_Work to be completed_
Reproduce the data in full, exactly as it appears.

[Stored items]
+ + + + + + +
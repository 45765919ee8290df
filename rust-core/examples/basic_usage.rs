/// Basic usage example: feed accelerometer samples, toggle a torch on shakes
use std::cell::Cell;

use shake_sensing::{AccelSample, GestureDetector, Sensitivity};

fn main() {
    println!("=== Shake Gesture Engine: Basic Example ===\n");

    let torch_on = Cell::new(false);
    let sensitivity = Sensitivity::new(40).expect("slider position is in range");

    // Double-shake detector at the host's slider setting (threshold 23.0)
    let mut detector = GestureDetector::double_shake(sensitivity.threshold(), || {
        torch_on.set(!torch_on.get());
        println!("  -> torch {}", if torch_on.get() { "ON" } else { "OFF" });
    });

    // Simulated 50Hz stream: resting, a forward-back shake, resting
    let mut samples = Vec::new();
    for i in 0..50u64 {
        samples.push(AccelSample::new(i * 20, [0.05, 0.1, 9.81]));
    }
    samples.push(AccelSample::new(1000, [32.0, 0.3, 9.7]));
    for i in 1..25u64 {
        samples.push(AccelSample::new(1000 + i * 20, [0.05, 0.1, 9.81]));
    }
    samples.push(AccelSample::new(1500, [-30.0, -0.4, 9.9]));
    for i in 1..50u64 {
        samples.push(AccelSample::new(1500 + i * 20, [0.05, 0.1, 9.81]));
    }

    println!(
        "Processing {} samples at threshold {:.1}...\n",
        samples.len(),
        sensitivity.threshold()
    );

    for sample in &samples {
        if detector.ingest(sample) {
            println!("Gesture recognized at {} ms", sample.timestamp_ms);
        }
    }

    println!("\n=== Summary ===");
    println!("Gestures recognized: {}", detector.gestures_recognized());
    println!("Samples processed: {}", detector.samples_seen());
    drop(detector);
    println!("Torch is {}", if torch_on.get() { "on" } else { "off" });
}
+ + + + + + +
_Exercise answer_
repository 45765919ee8290df
filename rust-core/examples/basic_usage.rs
/// Basic usage example: feed accelerometer samples, toggle a torch on shakes
use std::cell::Cell;

use shake_sensing::{AccelSample, GestureDetector, Sensitivity};

fn main() {
    println!("=== Shake Gesture Engine: Basic Example ===\n");

    let torch_on = Cell::new(false);
    let sensitivity = Sensitivity::new(40).expect("slider position is in range");

    // Double-shake detector at the host's slider setting (threshold 23.0)
    let mut detector = GestureDetector::double_shake(sensitivity.threshold(), || {
        torch_on.set(!torch_on.get());
        println!("  -> torch {}", if torch_on.get() { "ON" } else { "OFF" });
    });

    // Simulated 50Hz stream: resting, a forward-back shake, resting
    let mut samples = Vec::new();
    for i in 0..50u64 {
        samples.push(AccelSample::new(i * 20, [0.05, 0.1, 9.81]));
    }
    samples.push(AccelSample::new(1000, [32.0, 0.3, 9.7]));
    for i in 1..25u64 {
        samples.push(AccelSample::new(1000 + i * 20, [0.05, 0.1, 9.81]));
    }
    samples.push(AccelSample::new(1500, [-30.0, -0.4, 9.9]));
    for i in 1..50u64 {
        samples.push(AccelSample::new(1500 + i * 20, [0.05, 0.1, 9.81]));
    }

    println!(
        "Processing {} samples at threshold {:.1}...\n",
        samples.len(),
        sensitivity.threshold()
    );

    for sample in &samples {
        if detector.ingest(sample) {
            println!("Gesture recognized at {} ms", sample.timestamp_ms);
        }
    }

    println!("\n=== Summary ===");
    println!("Gestures recognized: {}", detector.gestures_recognized());
    println!("Samples processed: {}", detector.samples_seen());
    drop(detector);
    println!("Torch is {}", if torch_on.get() { "on" } else { "off" });
}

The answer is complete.